■ **WHAT THE TASK REQUIRES**: Below are records to be reproduced exactly and in full.

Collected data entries
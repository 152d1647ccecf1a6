//! Path constants for configuration and log files.

use std::path::PathBuf;

/// The name of the configuration directory under ~/.config/
pub const CONFIG_DIR_NAME: &str = "lyrisync";

/// The name of the main configuration file
pub const CONFIG_FILE_NAME: &str = "config.toml";

/// The name of the log file written when file logging is enabled
pub const LOG_FILE_NAME: &str = "lyrisync.log";

/// Extension of LRC documents, without the dot
pub const LRC_EXTENSION: &str = "lrc";

/// Get the configuration directory path (~/.config/lyrisync/)
#[must_use]
pub fn config_dir() -> PathBuf {
    dirs::home_dir()
        .unwrap_or_else(|| PathBuf::from("."))
        .join(".config")
        .join(CONFIG_DIR_NAME)
}

/// Get the config file path (~/.config/lyrisync/config.toml)
#[must_use]
pub fn config_path() -> PathBuf {
    config_dir().join(CONFIG_FILE_NAME)
}

/// Get the log file path (~/.config/lyrisync/lyrisync.log)
#[must_use]
pub fn log_file_path() -> PathBuf {
    config_dir().join(LOG_FILE_NAME)
}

■ **EXERCISE ANSWER**:
repository 152d1647ccecf1a6
//! Path constants for configuration and log files.

use std::path::PathBuf;

/// The name of the configuration directory under ~/.config/
pub const CONFIG_DIR_NAME: &str = "lyrisync";

/// The name of the main configuration file
pub const CONFIG_FILE_NAME: &str = "config.toml";

/// The name of the log file written when file logging is enabled
pub const LOG_FILE_NAME: &str = "lyrisync.log";

/// Extension of LRC documents, without the dot
pub const LRC_EXTENSION: &str = "lrc";

/// Get the configuration directory path (~/.config/lyrisync/)
#[must_use]
pub fn config_dir() -> PathBuf {
    dirs::home_dir()
        .unwrap_or_else(|| PathBuf::from("."))
        .join(".config")
        .join(CONFIG_DIR_NAME)
}

/// Get the config file path (~/.config/lyrisync/config.toml)
#[must_use]
pub fn config_path() -> PathBuf {
    config_dir().join(CONFIG_FILE_NAME)
}

/// Get the log file path (~/.config/lyrisync/lyrisync.log)
#[must_use]
pub fn log_file_path() -> PathBuf {
    config_dir().join(LOG_FILE_NAME)
}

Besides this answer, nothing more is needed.